Dataset entries
----
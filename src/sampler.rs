//! The sampling driver: the refresh → transition → adapt loop.

use std::sync::atomic::{AtomicBool, Ordering};
use std::sync::Arc;

use rand::Rng;
use serde::Serialize;

use crate::hamiltonian::{Hamiltonian, PhasePoint, Result, SamplerError};
use crate::integrator::Integrator;
use crate::kernel::{Kernel, Transition, TransitionStats, MAX_ENERGY_ERROR};
use crate::metric::Metric;
use crate::stepsize::find_initial_step_size;
use crate::target::LogpFunc;
use crate::warmup::{StanWarmup, WarmupOptions};

/// Settings of a sampling run.
#[derive(Debug, Clone, Copy, Serialize)]
pub struct SamplerArgs {
    /// The number of adaptation steps at the start of the chain.
    pub n_adapts: u64,
    /// Energy error above which a trajectory counts as divergent.
    pub max_energy_error: f64,
    /// Step size to start adaptation from. `None` runs the doubling search
    /// for a reasonable value.
    pub initial_step_size: Option<f64>,
    /// Whether [`sample`] drops the adaptation draws from its output.
    pub drop_warmup: bool,
    /// The warmup schedule and its targets.
    pub warmup: WarmupOptions,
}

impl Default for SamplerArgs {
    fn default() -> Self {
        Self {
            n_adapts: 1000,
            max_energy_error: MAX_ENERGY_ERROR,
            initial_step_size: None,
            drop_warmup: true,
            warmup: WarmupOptions::default(),
        }
    }
}

/// A cooperative cancellation flag, checked between iterations only —
/// never mid-trajectory.
#[derive(Debug, Clone, Default)]
pub struct CancelToken {
    flag: Arc<AtomicBool>,
}

impl CancelToken {
    pub fn new() -> CancelToken {
        CancelToken::default()
    }

    pub fn cancel(&self) {
        self.flag.store(true, Ordering::Relaxed);
    }

    pub fn is_cancelled(&self) -> bool {
        self.flag.load(Ordering::Relaxed)
    }
}

/// A per-draw summary for progress reporting.
#[derive(Debug, Clone, Copy)]
pub struct Progress {
    pub draw: u64,
    pub tuning: bool,
    pub step_size: f64,
    pub num_steps: u64,
    pub divergent: bool,
}

/// Invoked at the end of each iteration. Callbacks may inspect the draw
/// but not mutate the sampler.
pub trait ProgressCallback {
    fn on_step(&mut self, progress: &Progress, position: &[f64], stats: &TransitionStats);
}

impl<T: FnMut(&Progress, &[f64], &TransitionStats)> ProgressCallback for T {
    fn on_step(&mut self, progress: &Progress, position: &[f64], stats: &TransitionStats) {
        self(progress, position, stats)
    }
}

fn no_progress() -> impl ProgressCallback {
    |_: &Progress, _: &[f64], _: &TransitionStats| {}
}

/// Propose new initial points for a sampler.
///
/// This trait can be implemented by users to control how different chains
/// should be initialized.
pub trait InitPointFunc {
    fn new_init_point<R: Rng + ?Sized>(&mut self, rng: &mut R, out: &mut [f64]);
}

/// Initialize chains using uniform jitter around zero or some other
/// provided value.
pub struct JitterInitFunc {
    mu: Option<Box<[f64]>>,
}

impl JitterInitFunc {
    /// Initialize new chains with jitter in [-1, 1] around zero.
    pub fn new() -> JitterInitFunc {
        JitterInitFunc { mu: None }
    }

    /// Initialize new chains with jitter in [mu - 1, mu + 1].
    pub fn new_with_mean(mu: Box<[f64]>) -> Self {
        Self { mu: Some(mu) }
    }
}

impl Default for JitterInitFunc {
    fn default() -> Self {
        JitterInitFunc::new()
    }
}

impl InitPointFunc for JitterInitFunc {
    fn new_init_point<R: Rng + ?Sized>(&mut self, rng: &mut R, out: &mut [f64]) {
        rng.fill(out);
        match self.mu.as_deref() {
            None => out.iter_mut().for_each(|val| *val = 2. * *val - 1.),
            Some(mu) => out
                .iter_mut()
                .zip(mu.iter().copied())
                .for_each(|(val, mu)| *val = 2. * *val - 1. + mu),
        }
    }
}

/// A single chain: owns the Hamiltonian, kernel, integrator, adaptation
/// state and RNG, and produces one draw at a time.
pub struct Sampler<F: LogpFunc, R: Rng> {
    hamiltonian: Hamiltonian<F>,
    kernel: Kernel,
    integrator: Integrator,
    warmup: Option<StanWarmup>,
    args: SamplerArgs,
    state: PhasePoint,
    rng: R,
    draw_count: u64,
}

impl<F: LogpFunc, R: Rng> Sampler<F, R> {
    /// Set up a chain at `init_position`.
    ///
    /// The metric is rebuilt to the target's dimension if it does not
    /// match; this is the only point where a dimension mismatch is
    /// tolerated.
    pub fn new(
        target: F,
        metric: Metric,
        kernel: Kernel,
        integrator: Integrator,
        args: SamplerArgs,
        init_position: &[f64],
        mut rng: R,
    ) -> Result<Sampler<F, R>> {
        let dim = target.dim();
        if init_position.len() != dim {
            return Err(SamplerError::BadConfig(
                "initial position does not match the target dimension",
            ));
        }
        let metric = if metric.dim() == dim {
            metric
        } else {
            metric.resized(dim)
        };

        let mut hamiltonian = Hamiltonian::new(metric, target);
        let state = hamiltonian.init_phasepoint(&mut rng, init_position)?;

        let mut integrator = integrator;
        let warmup = if args.n_adapts > 0 {
            let initial_step = match args.initial_step_size {
                Some(step) => step,
                None => find_initial_step_size(
                    &mut rng,
                    &mut hamiltonian,
                    &state,
                    integrator.nominal_step_size(),
                )?,
            };
            integrator = integrator.with_step_size(initial_step);
            Some(StanWarmup::new(
                &args.warmup,
                args.n_adapts,
                initial_step,
                hamiltonian.metric(),
            )?)
        } else {
            None
        };

        Ok(Sampler {
            hamiltonian,
            kernel,
            integrator,
            warmup,
            args,
            state,
            rng,
            draw_count: 0,
        })
    }

    pub fn dim(&self) -> usize {
        self.hamiltonian.dim()
    }

    pub fn metric(&self) -> &Metric {
        self.hamiltonian.metric()
    }

    /// The integrator's current nominal step size.
    pub fn step_size(&self) -> f64 {
        self.integrator.nominal_step_size()
    }

    pub fn is_tuning(&self) -> bool {
        self.draw_count < self.args.n_adapts
    }

    /// Produce one draw: refresh the momentum, run the kernel, and feed
    /// the adaptors while tuning.
    pub fn draw(&mut self) -> Result<(Box<[f64]>, TransitionStats)> {
        let start = self
            .hamiltonian
            .refresh_momentum(&mut self.rng, &self.state);
        let Transition { z, stats } = self.kernel.transition(
            &mut self.rng,
            &mut self.hamiltonian,
            &self.integrator,
            &start,
            self.args.max_energy_error,
        )?;

        self.draw_count += 1;
        if self.draw_count <= self.args.n_adapts {
            if let Some(warmup) = self.warmup.as_mut() {
                let new_metric = warmup.adapt(self.draw_count, &z.position, stats.acceptance_rate);
                self.integrator = self.integrator.with_step_size(warmup.step_size());
                if let Some(metric) = new_metric {
                    self.hamiltonian.set_metric(metric);
                }
            }
        }

        self.state = z;
        Ok((self.state.position.clone(), stats))
    }
}

/// Run a chain for `n_samples` iterations and collect the draws.
///
/// The first `n_adapts` iterations adapt step size and mass matrix; they
/// are dropped from the output when `args.drop_warmup` is set.
#[allow(clippy::too_many_arguments)]
pub fn sample<F: LogpFunc, R: Rng>(
    target: F,
    metric: Metric,
    kernel: Kernel,
    integrator: Integrator,
    args: SamplerArgs,
    init_position: &[f64],
    rng: R,
    n_samples: u64,
) -> Result<Vec<(Box<[f64]>, TransitionStats)>> {
    sample_with(
        target,
        metric,
        kernel,
        integrator,
        args,
        init_position,
        rng,
        n_samples,
        &mut no_progress(),
        None,
    )
}

/// [`sample`] with a progress callback and a cancellation token.
///
/// Cancellation is honored between iterations; the draws gathered so far
/// are returned.
#[allow(clippy::too_many_arguments)]
pub fn sample_with<F: LogpFunc, R: Rng, C: ProgressCallback>(
    target: F,
    metric: Metric,
    kernel: Kernel,
    integrator: Integrator,
    args: SamplerArgs,
    init_position: &[f64],
    rng: R,
    n_samples: u64,
    callback: &mut C,
    cancel: Option<&CancelToken>,
) -> Result<Vec<(Box<[f64]>, TransitionStats)>> {
    let n_adapts = args.n_adapts;
    let drop_warmup = args.drop_warmup;
    let mut sampler = Sampler::new(target, metric, kernel, integrator, args, init_position, rng)?;

    let capacity = if drop_warmup {
        n_samples.saturating_sub(n_adapts)
    } else {
        n_samples
    };
    let mut draws = Vec::with_capacity(capacity as usize);

    for i in 1..=n_samples {
        if let Some(token) = cancel {
            if token.is_cancelled() {
                break;
            }
        }
        let (position, stats) = sampler.draw()?;
        let progress = Progress {
            draw: i,
            tuning: i <= n_adapts,
            step_size: stats.step_size,
            num_steps: stats.n_steps,
            divergent: stats.numerical_error,
        };
        callback.on_step(&progress, &position, &stats);
        if !drop_warmup || i > n_adapts {
            draws.push((position, stats));
        }
    }
    Ok(draws)
}

/// Run a chain lazily, yielding one draw per iteration.
#[allow(clippy::too_many_arguments)]
pub fn sample_sequentially<F: LogpFunc, R: Rng>(
    target: F,
    metric: Metric,
    kernel: Kernel,
    integrator: Integrator,
    args: SamplerArgs,
    init_position: &[f64],
    rng: R,
    draws: u64,
) -> Result<impl Iterator<Item = Result<(Box<[f64]>, TransitionStats)>>> {
    let mut sampler = Sampler::new(target, metric, kernel, integrator, args, init_position, rng)?;
    Ok((0..draws).map(move |_| sampler.draw()))
}

pub mod test_logps {
    //! Analytic targets used by the test suites.

    use crate::target::{LogpError, LogpFunc};
    use thiserror::Error;

    #[derive(Error, Debug)]
    pub enum NormalLogpError {}

    impl LogpError for NormalLogpError {
        fn is_recoverable(&self) -> bool {
            false
        }
    }

    /// Independent unit-variance normals centered at `mu`.
    #[derive(Clone, Debug)]
    pub struct NormalLogp {
        dim: usize,
        mu: f64,
    }

    impl NormalLogp {
        pub fn new(dim: usize, mu: f64) -> NormalLogp {
            NormalLogp { dim, mu }
        }
    }

    impl LogpFunc for NormalLogp {
        type LogpError = NormalLogpError;

        fn dim(&self) -> usize {
            self.dim
        }

        fn logp(&mut self, position: &[f64], gradient: &mut [f64]) -> Result<f64, NormalLogpError> {
            let n = position.len();
            assert!(gradient.len() == n);

            let mut logp = 0f64;
            for (p, g) in position.iter().zip(gradient.iter_mut()) {
                let val = *p - self.mu;
                logp -= val * val / 2.;
                *g = -val;
            }
            Ok(logp)
        }
    }

    /// Independent zero-mean normals with per-dimension variances.
    #[derive(Clone, Debug)]
    pub struct DiagNormalLogp {
        sigma2: Box<[f64]>,
    }

    impl DiagNormalLogp {
        pub fn new(sigma2: Box<[f64]>) -> DiagNormalLogp {
            assert!(sigma2.iter().all(|&v| v > 0.));
            DiagNormalLogp { sigma2 }
        }
    }

    impl LogpFunc for DiagNormalLogp {
        type LogpError = NormalLogpError;

        fn dim(&self) -> usize {
            self.sigma2.len()
        }

        fn logp(&mut self, position: &[f64], gradient: &mut [f64]) -> Result<f64, NormalLogpError> {
            let mut logp = 0f64;
            for ((p, g), s2) in position
                .iter()
                .zip(gradient.iter_mut())
                .zip(self.sigma2.iter())
            {
                logp -= p * p / (2. * s2);
                *g = -p / s2;
            }
            Ok(logp)
        }
    }

    /// A zero-mean normal with AR(1) correlation: cov(xᵢ, xⱼ) = ρ^|i-j|.
    ///
    /// The precision matrix is tridiagonal, so the gradient is cheap.
    #[derive(Clone, Debug)]
    pub struct Ar1NormalLogp {
        dim: usize,
        rho: f64,
    }

    impl Ar1NormalLogp {
        pub fn new(dim: usize, rho: f64) -> Ar1NormalLogp {
            assert!(dim >= 2);
            assert!(rho.abs() < 1.);
            Ar1NormalLogp { dim, rho }
        }

        pub fn covariance(&self, i: usize, j: usize) -> f64 {
            self.rho.powi((i as i32 - j as i32).abs())
        }
    }

    impl LogpFunc for Ar1NormalLogp {
        type LogpError = NormalLogpError;

        fn dim(&self) -> usize {
            self.dim
        }

        fn logp(&mut self, position: &[f64], gradient: &mut [f64]) -> Result<f64, NormalLogpError> {
            let n = position.len();
            let rho = self.rho;
            let scale = (1. - rho * rho).recip();

            let mut logp = 0f64;
            for i in 0..n {
                let prec_x = if i == 0 {
                    scale * (position[0] - rho * position[1])
                } else if i == n - 1 {
                    scale * (position[n - 1] - rho * position[n - 2])
                } else {
                    scale * ((1. + rho * rho) * position[i]
                        - rho * (position[i - 1] + position[i + 1]))
                };
                gradient[i] = -prec_x;
                logp -= 0.5 * position[i] * prec_x;
            }
            Ok(logp)
        }
    }
}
----
Activity:
The lines to extract from the data above begin with the line containing "use crate::target::LogpFunc;" and end with the line containing "inspect the draw". Extract them exactly, including both.

Answer to this problem:
use crate::target::LogpFunc;
use crate::warmup::{StanWarmup, WarmupOptions};

/// Settings of a sampling run.
#[derive(Debug, Clone, Copy, Serialize)]
pub struct SamplerArgs {
    /// The number of adaptation steps at the start of the chain.
    pub n_adapts: u64,
    /// Energy error above which a trajectory counts as divergent.
    pub max_energy_error: f64,
    /// Step size to start adaptation from. `None` runs the doubling search
    /// for a reasonable value.
    pub initial_step_size: Option<f64>,
    /// Whether [`sample`] drops the adaptation draws from its output.
    pub drop_warmup: bool,
    /// The warmup schedule and its targets.
    pub warmup: WarmupOptions,
}

impl Default for SamplerArgs {
    fn default() -> Self {
        Self {
            n_adapts: 1000,
            max_energy_error: MAX_ENERGY_ERROR,
            initial_step_size: None,
            drop_warmup: true,
            warmup: WarmupOptions::default(),
        }
    }
}

/// A cooperative cancellation flag, checked between iterations only —
/// never mid-trajectory.
#[derive(Debug, Clone, Default)]
pub struct CancelToken {
    flag: Arc<AtomicBool>,
}

impl CancelToken {
    pub fn new() -> CancelToken {
        CancelToken::default()
    }

    pub fn cancel(&self) {
        self.flag.store(true, Ordering::Relaxed);
    }

    pub fn is_cancelled(&self) -> bool {
        self.flag.load(Ordering::Relaxed)
    }
}

/// A per-draw summary for progress reporting.
#[derive(Debug, Clone, Copy)]
pub struct Progress {
    pub draw: u64,
    pub tuning: bool,
    pub step_size: f64,
    pub num_steps: u64,
    pub divergent: bool,
}

/// Invoked at the end of each iteration. Callbacks may inspect the draw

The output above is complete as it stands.